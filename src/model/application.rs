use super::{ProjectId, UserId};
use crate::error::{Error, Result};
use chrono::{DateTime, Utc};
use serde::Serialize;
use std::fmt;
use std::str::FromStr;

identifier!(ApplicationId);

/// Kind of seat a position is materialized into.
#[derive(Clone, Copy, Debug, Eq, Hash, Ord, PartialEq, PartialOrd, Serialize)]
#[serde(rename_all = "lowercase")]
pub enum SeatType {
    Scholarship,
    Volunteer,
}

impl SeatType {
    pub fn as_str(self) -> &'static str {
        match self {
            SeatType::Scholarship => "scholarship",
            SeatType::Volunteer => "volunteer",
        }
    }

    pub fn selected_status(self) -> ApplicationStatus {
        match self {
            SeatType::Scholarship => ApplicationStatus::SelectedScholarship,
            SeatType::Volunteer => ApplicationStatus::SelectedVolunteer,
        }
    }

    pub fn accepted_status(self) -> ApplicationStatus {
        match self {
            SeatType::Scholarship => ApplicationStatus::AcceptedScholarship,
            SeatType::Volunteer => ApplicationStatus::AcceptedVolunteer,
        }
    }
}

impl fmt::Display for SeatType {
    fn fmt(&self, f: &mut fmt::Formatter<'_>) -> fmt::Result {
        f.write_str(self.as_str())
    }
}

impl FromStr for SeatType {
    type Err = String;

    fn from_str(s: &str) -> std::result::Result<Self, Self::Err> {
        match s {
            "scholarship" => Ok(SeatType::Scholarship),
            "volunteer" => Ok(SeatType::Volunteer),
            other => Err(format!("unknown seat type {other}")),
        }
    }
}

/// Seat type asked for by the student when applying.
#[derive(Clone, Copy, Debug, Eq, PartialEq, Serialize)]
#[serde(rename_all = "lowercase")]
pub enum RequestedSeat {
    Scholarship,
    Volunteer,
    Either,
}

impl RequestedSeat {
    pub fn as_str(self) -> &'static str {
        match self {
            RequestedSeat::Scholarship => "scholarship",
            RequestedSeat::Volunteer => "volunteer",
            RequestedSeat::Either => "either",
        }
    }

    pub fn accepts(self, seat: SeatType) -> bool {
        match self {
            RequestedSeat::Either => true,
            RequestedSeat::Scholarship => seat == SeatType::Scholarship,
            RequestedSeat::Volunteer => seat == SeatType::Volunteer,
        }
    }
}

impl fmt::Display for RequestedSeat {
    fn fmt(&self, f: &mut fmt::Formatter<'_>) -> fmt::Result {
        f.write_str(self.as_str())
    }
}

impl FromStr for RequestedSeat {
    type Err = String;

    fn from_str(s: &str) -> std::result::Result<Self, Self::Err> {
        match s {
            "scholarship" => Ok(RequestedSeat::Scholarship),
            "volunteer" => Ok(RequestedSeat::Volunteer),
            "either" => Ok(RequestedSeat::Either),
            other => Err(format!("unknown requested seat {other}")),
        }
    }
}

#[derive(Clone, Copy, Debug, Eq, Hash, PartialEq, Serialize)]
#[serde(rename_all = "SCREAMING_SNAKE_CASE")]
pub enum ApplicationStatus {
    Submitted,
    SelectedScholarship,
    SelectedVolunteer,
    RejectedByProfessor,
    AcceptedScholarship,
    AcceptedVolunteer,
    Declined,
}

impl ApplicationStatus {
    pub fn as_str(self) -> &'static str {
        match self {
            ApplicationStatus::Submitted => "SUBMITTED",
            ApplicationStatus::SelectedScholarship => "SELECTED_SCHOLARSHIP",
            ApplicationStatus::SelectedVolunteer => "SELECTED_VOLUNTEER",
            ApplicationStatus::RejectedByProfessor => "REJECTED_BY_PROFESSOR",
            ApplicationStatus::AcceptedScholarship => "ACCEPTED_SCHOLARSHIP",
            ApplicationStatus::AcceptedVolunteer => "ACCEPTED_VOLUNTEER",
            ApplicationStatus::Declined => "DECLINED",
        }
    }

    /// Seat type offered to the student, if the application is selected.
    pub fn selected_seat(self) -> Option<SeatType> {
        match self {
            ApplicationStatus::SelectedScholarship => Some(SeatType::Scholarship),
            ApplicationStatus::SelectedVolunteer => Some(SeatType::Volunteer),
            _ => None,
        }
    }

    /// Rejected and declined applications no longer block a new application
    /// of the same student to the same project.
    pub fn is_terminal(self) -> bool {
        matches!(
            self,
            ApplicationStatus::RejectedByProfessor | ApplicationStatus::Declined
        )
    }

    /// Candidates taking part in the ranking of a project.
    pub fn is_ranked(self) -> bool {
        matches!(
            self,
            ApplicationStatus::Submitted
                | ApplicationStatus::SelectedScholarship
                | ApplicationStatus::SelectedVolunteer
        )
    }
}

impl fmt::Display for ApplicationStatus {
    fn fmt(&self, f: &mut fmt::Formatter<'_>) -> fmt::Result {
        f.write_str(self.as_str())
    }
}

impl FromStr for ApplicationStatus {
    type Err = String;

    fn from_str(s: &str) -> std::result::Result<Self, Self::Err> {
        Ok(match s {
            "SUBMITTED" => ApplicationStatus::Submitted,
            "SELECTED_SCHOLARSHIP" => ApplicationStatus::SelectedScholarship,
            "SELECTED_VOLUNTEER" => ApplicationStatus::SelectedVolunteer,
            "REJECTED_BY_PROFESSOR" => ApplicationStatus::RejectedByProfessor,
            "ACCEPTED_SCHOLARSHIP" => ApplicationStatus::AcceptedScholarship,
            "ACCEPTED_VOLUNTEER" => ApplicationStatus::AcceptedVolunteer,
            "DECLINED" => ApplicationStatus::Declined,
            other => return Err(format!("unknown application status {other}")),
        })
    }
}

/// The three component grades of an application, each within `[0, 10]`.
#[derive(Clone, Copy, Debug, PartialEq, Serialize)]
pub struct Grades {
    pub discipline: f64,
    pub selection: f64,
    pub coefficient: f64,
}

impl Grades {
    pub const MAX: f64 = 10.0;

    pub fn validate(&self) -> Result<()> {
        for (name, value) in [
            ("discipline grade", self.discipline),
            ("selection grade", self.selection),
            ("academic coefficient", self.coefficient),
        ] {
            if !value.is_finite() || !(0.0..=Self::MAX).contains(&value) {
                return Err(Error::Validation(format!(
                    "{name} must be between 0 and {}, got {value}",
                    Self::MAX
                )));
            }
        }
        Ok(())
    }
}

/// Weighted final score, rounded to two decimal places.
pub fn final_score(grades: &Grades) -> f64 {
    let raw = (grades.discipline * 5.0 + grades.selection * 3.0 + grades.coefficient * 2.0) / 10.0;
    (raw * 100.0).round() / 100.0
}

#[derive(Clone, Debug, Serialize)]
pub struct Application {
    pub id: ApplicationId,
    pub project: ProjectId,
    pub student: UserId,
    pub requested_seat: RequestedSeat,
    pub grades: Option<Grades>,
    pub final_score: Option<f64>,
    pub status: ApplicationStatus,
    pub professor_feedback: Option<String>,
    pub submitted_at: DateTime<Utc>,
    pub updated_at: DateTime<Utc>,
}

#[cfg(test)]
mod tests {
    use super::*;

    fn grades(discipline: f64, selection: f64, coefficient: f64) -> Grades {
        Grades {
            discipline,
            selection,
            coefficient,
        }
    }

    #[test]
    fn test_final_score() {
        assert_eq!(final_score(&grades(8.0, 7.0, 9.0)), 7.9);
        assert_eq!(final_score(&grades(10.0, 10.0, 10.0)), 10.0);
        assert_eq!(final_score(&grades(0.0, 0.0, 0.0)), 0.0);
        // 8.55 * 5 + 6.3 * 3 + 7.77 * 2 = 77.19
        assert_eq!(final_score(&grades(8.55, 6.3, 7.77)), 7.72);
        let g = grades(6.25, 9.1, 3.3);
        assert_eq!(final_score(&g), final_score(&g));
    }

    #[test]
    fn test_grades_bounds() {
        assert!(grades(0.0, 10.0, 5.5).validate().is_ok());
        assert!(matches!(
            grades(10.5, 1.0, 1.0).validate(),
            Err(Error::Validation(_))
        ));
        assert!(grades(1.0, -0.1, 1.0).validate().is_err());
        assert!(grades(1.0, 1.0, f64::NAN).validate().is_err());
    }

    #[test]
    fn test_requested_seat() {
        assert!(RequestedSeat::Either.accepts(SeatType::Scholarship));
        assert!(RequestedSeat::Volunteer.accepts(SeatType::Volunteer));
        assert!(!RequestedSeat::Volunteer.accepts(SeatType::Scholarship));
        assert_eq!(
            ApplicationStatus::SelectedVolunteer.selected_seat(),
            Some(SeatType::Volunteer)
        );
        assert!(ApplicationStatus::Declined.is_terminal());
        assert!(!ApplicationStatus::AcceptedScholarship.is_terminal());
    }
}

==

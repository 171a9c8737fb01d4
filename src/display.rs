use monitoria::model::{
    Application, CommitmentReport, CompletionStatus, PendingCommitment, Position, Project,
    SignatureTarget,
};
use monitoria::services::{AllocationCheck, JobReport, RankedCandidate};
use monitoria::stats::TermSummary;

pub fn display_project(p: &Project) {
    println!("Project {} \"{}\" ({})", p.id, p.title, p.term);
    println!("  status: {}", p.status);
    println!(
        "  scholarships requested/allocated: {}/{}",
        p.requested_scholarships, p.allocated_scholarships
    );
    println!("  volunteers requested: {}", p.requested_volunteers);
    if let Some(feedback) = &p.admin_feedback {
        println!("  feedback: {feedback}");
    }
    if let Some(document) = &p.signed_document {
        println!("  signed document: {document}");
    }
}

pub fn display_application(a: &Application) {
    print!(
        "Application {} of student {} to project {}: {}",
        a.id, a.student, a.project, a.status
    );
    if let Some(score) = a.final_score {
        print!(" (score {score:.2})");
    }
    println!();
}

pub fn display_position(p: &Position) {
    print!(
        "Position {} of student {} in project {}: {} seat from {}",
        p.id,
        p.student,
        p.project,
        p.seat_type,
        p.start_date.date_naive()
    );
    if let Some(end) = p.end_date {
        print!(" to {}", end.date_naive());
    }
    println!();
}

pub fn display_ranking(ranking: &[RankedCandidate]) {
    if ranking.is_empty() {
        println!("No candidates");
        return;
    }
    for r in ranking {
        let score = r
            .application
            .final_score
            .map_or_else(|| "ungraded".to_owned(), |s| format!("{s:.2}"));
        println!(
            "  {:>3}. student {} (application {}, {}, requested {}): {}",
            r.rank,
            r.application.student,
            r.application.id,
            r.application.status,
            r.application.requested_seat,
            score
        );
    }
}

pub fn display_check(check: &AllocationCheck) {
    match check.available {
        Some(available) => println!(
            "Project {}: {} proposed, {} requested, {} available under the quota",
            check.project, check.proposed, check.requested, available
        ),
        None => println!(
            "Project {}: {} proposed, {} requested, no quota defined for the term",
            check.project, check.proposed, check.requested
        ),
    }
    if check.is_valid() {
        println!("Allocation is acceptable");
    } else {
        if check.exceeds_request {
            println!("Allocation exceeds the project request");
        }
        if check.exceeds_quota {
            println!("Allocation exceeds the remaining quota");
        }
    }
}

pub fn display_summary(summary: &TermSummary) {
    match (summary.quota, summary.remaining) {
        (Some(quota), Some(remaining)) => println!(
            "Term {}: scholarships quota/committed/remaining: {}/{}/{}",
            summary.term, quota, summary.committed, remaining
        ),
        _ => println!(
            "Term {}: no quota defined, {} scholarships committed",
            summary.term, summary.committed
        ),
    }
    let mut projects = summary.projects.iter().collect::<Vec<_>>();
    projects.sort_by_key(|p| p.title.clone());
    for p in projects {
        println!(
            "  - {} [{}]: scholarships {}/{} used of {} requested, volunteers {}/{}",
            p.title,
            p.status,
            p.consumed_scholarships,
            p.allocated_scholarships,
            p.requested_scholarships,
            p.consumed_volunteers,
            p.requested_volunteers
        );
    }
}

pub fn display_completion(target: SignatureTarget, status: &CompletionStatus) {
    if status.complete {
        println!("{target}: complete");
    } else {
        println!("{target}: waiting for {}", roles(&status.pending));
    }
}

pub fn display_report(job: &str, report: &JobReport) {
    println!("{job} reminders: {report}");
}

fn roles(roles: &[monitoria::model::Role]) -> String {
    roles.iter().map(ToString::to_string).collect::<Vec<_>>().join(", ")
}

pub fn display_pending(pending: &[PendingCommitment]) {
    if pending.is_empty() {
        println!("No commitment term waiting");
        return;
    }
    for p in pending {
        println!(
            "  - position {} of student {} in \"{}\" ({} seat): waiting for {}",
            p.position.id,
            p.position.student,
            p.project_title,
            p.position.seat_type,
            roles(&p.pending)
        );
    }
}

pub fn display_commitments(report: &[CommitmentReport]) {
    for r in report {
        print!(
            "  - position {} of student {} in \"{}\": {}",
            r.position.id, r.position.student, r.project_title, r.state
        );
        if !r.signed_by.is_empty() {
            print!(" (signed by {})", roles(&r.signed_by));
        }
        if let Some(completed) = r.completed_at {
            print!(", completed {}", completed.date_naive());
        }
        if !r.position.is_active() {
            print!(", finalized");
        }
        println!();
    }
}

**YOUR TASK**
The answer is the run of lines above from the line containing "filename src/model/application.rs" through the line containing "is materialized into.", copied exactly and alone.

**SOLUTION**
filename src/model/application.rs
use super::{ProjectId, UserId};
use crate::error::{Error, Result};
use chrono::{DateTime, Utc};
use serde::Serialize;
use std::fmt;
use std::str::FromStr;

identifier!(ApplicationId);

/// Kind of seat a position is materialized into.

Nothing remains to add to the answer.